SURABAYA- KEMPALAN: Universitas Negeri Surabaya (Unesa) secara resmi melakukan transformasi strategis pada area ground floor Gedung Rektorat Kampus 2 Lidah Wetan menjadi pusat inkubator bisnis dan inovasi terpadu. Peresmian ini menandai momentum penting bagi Unesa dalam memperkuat ekosistem kewirausahaan dan mempercepat hilirisasi riset ke dunia industri.
Gedung yang kini menjadi wajah baru Inovnesa 2025 tersebut dirancang sebagai innovation hub atau creative hub yang dikenal dengan sebutan X Hightech. Melalui fasilitas ini, Unesa memfasilitasi 79 produk inovatif hasil riset dosen, mahasiswa, hingga startup binaan untuk dipamerkan dan diuji kelayakannya sebelum mencapai tahap komersialisasi (scaling up).

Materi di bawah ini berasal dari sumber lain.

//! Lucky 7 game server
//!
//! Loads configuration, opens the store, starts the round scheduler and
//! serves the HTTP/WebSocket API until shutdown.

use clap::{Parser, ValueEnum};
use lucky7::{
    api::{websocket::spawn_heartbeat, ApiServer, AppState},
    config::{ConfigLoader, GameConfig, StorageBackend},
    errors::Lucky7Result,
    game::{
        types::Account, AccountStore, GameStore, MemoryStore, RocksStore, RoundController,
    },
    metrics::GameMetrics,
    notifications::SessionRegistry,
    storage::OptimizedStorage,
};
use std::{sync::Arc, time::Duration};
use tracing::info;
use tracing_subscriber::EnvFilter;

/// Built-in configuration presets
#[derive(Clone, Copy, Debug, Default, ValueEnum)]
enum Profile {
    #[default]
    Default,
    Production,
    Testing,
}

impl Profile {
    fn base(self) -> GameConfig {
        match self {
            Profile::Default => GameConfig::default(),
            Profile::Production => GameConfig::production(),
            Profile::Testing => GameConfig::testing(),
        }
    }
}

#[derive(Parser, Debug)]
#[command(name = "lucky7-server")]
#[command(about = "Lucky 7 dice round server", long_about = None)]
struct Args {
    /// TOML configuration file
    #[arg(long)]
    config: Option<String>,

    /// Preset used when no configuration file is given
    #[arg(long, value_enum, default_value_t = Profile::Default)]
    profile: Profile,

    /// API server host
    #[arg(long)]
    host: Option<String>,

    /// API server port
    #[arg(long)]
    port: Option<u16>,

    /// RocksDB data directory
    #[arg(long)]
    db_path: Option<String>,

    /// Keep all state in memory
    #[arg(long)]
    memory: bool,

    /// Create Alice, Bob and Charlie with 100 tokens each if missing
    #[arg(long)]
    seed_demo_accounts: bool,
}

fn load_config(args: &Args) -> Lucky7Result<GameConfig> {
    let loader = match &args.config {
        Some(path) => ConfigLoader::new().with_path(path),
        None => ConfigLoader::new().with_base(args.profile.base()),
    };
    let mut config = loader.load()?;

    if let Some(host) = &args.host {
        config.api.host = host.clone();
    }
    if let Some(port) = args.port {
        config.api.port = port;
    }
    if let Some(path) = &args.db_path {
        config.storage.data_directory = path.clone();
        config.storage.backend = StorageBackend::RocksDb;
    }
    if args.memory {
        config.storage.backend = StorageBackend::Memory;
    }
    config.validate()?;
    Ok(config)
}

fn open_store(config: &GameConfig) -> Lucky7Result<Arc<dyn GameStore>> {
    match config.storage.backend {
        StorageBackend::Memory => {
            info!("🧠 Using in-memory store");
            Ok(Arc::new(MemoryStore::new()))
        }
        StorageBackend::RocksDb => {
            let dir = &config.storage.data_directory;
            info!("📂 Opening RocksDB store: {}", dir);
            let storage = if config.storage.clear_on_start {
                OptimizedStorage::new_cleared(dir)?
            } else {
                OptimizedStorage::new(dir)?
            };
            Ok(Arc::new(RocksStore::new(storage)))
        }
    }
}

async fn seed_demo_accounts(store: &dyn GameStore) -> Lucky7Result<()> {
    for (user_id, name) in [("alice", "Alice"), ("bob", "Bob"), ("charlie", "Charlie")] {
        if store.get_account(user_id).await?.is_none() {
            store.put_account(&Account::new(user_id, name, 100)).await?;
            info!(user_id, "Seeded demo account");
        }
    }
    Ok(())
}

#[tokio::main]
async fn main() -> Lucky7Result<()> {
    let args = Args::parse();
    let config = load_config(&args)?;

    tracing_subscriber::fmt()
        .with_env_filter(
            EnvFilter::try_from_default_env()
                .unwrap_or_else(|_| EnvFilter::new(&config.monitoring.log_filter)),
        )
        .init();

    info!("🚀 Starting Lucky 7 server v{}", env!("CARGO_PKG_VERSION"));

    let store = open_store(&config)?;
    if args.seed_demo_accounts {
        seed_demo_accounts(store.as_ref()).await?;
    }

    let metrics = Arc::new(GameMetrics::new());
    let sessions = Arc::new(SessionRegistry::new().with_metrics(metrics.clone()));

    let controller = RoundController::builder(store, sessions.clone())
        .config(config.round.clone())
        .metrics(metrics)
        .build();
    controller.start().await;

    let heartbeat = spawn_heartbeat(
        sessions.clone(),
        Duration::from_secs(config.monitoring.heartbeat_interval_secs),
    );

    let state = Arc::new(AppState::new(controller, sessions));
    let result = ApiServer::new(config.api.clone(), state).run().await;

    heartbeat.abort();
    result
}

Rektor Uneea Cak Hasan menegaskan bahwa peresmian pusat inkubator bisnis ini pada 20 Desember 2025 bertujuan untuk menciptakan sinergi antara akademisi, pemerintah, dan pelaku industri kreatif. Area ini tidak hanya sekedar ruang fisik, melainkan wadah kolaboratif untuk mentoring, validasi pasar, hingga akses terhadap investor bagi para pengusaha muda kampus.
“Kehadiran pusat inkubator di lantai dasar ini adalah bukti komitmen Unesa untuk tidak hanya mencetak lulusan yang unggul secara akademik, tetapi juga mandiri sebagai pelaku bisnis yang memiliki daya saing global,” ujar Cak Hasan.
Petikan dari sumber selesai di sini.